Segment Start: DATA SECTION

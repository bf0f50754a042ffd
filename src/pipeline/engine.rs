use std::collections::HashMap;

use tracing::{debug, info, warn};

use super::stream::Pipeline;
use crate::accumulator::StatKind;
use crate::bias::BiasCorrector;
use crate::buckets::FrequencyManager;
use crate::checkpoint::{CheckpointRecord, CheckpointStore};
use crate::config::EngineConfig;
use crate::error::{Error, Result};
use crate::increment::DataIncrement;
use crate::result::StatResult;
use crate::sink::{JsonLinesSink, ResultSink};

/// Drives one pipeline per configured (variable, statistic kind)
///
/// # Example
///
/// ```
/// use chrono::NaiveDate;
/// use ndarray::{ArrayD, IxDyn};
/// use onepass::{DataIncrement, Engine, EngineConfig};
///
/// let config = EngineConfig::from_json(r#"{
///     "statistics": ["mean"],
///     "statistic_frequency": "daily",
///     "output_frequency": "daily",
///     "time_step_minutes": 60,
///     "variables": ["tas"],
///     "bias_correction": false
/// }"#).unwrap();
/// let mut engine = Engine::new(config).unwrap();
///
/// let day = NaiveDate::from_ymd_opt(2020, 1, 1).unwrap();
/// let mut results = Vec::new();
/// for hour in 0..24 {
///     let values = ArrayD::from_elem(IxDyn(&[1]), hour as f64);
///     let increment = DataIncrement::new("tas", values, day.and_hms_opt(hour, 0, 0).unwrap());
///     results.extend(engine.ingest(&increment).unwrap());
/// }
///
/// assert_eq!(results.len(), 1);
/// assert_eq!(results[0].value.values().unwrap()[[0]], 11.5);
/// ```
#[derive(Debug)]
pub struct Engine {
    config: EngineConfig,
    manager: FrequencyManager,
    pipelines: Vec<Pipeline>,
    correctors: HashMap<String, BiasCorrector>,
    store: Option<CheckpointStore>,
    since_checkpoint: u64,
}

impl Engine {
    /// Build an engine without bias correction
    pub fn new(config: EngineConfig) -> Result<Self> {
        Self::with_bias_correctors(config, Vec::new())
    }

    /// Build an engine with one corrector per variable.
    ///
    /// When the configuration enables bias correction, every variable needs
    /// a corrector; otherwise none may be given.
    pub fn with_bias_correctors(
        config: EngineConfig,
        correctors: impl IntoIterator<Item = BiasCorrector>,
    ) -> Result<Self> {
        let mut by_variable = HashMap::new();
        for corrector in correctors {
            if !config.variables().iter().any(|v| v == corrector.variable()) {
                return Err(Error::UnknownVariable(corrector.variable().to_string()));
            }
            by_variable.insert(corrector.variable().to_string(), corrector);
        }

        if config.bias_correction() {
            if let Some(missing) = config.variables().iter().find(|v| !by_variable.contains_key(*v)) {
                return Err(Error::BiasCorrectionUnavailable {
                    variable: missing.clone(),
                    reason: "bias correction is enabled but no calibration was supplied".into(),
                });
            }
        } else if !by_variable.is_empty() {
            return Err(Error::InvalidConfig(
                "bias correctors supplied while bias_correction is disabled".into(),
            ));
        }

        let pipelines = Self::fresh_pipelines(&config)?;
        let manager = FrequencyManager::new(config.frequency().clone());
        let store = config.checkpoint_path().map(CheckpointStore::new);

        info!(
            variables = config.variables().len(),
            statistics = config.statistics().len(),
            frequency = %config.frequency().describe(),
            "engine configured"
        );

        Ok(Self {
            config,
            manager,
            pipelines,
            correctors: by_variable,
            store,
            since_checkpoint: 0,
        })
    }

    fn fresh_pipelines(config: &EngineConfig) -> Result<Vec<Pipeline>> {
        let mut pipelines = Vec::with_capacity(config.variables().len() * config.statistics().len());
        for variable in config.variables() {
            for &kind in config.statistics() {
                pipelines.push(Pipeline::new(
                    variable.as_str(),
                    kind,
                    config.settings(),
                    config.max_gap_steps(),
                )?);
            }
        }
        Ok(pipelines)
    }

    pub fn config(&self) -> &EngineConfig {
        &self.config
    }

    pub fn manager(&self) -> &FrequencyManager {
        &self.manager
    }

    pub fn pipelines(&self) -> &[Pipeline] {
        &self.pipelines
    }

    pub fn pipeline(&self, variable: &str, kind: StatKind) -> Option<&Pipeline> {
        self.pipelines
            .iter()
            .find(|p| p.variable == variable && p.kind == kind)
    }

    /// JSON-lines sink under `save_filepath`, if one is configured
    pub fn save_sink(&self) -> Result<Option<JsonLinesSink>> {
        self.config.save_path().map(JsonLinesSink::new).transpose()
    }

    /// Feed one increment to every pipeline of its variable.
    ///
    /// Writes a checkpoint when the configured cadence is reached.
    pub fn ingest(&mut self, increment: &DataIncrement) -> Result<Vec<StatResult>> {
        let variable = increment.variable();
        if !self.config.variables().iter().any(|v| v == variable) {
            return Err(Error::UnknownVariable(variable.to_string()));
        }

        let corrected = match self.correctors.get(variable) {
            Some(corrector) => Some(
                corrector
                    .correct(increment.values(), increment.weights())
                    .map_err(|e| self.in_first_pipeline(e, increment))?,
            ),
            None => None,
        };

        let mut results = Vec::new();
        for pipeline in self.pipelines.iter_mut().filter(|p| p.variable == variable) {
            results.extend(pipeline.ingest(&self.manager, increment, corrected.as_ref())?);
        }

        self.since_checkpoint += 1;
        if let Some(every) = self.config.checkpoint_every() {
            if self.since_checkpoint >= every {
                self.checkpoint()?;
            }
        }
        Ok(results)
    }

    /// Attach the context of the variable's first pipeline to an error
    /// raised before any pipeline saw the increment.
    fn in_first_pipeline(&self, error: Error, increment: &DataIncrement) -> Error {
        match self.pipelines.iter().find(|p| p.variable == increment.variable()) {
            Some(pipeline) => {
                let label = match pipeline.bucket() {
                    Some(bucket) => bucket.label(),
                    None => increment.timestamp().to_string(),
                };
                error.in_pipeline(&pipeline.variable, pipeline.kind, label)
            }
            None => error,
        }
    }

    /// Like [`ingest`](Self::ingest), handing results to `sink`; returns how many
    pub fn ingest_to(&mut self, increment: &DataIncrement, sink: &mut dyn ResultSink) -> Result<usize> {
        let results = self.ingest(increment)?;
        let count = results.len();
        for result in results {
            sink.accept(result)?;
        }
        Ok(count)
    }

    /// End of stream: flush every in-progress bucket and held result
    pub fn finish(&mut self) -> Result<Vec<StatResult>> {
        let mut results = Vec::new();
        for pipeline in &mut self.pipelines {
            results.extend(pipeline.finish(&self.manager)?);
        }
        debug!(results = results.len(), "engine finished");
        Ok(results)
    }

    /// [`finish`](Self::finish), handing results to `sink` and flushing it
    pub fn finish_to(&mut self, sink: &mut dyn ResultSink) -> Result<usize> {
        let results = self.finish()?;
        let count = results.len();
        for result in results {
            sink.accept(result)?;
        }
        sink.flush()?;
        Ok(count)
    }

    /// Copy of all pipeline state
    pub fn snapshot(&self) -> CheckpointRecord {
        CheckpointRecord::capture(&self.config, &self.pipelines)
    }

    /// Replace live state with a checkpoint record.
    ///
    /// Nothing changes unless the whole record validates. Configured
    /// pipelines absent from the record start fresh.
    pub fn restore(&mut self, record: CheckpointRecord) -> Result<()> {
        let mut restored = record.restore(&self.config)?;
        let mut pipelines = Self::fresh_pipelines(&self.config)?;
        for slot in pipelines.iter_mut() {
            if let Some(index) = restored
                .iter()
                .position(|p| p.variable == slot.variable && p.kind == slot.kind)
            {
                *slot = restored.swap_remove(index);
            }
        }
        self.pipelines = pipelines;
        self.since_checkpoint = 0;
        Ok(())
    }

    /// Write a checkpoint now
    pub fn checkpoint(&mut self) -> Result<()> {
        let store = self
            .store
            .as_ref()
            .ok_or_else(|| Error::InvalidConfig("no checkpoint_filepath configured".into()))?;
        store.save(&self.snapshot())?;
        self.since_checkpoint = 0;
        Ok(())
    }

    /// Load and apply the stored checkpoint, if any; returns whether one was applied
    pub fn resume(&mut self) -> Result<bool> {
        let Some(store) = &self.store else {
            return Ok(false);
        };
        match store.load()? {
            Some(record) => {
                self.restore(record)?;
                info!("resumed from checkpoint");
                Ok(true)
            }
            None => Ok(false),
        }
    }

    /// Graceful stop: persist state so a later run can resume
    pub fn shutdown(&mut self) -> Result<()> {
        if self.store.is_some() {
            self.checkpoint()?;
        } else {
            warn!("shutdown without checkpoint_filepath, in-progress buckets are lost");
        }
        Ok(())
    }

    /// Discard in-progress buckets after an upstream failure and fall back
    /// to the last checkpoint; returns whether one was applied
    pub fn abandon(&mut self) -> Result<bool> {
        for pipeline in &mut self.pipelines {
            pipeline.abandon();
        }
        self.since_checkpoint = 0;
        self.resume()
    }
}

Segment End: DATA SECTION

Take every line above that includes the string "shutdown" and return it.

    pub fn shutdown(&mut self) -> Result<()> {
            warn!("shutdown without checkpoint_filepath, in-progress buckets are lost");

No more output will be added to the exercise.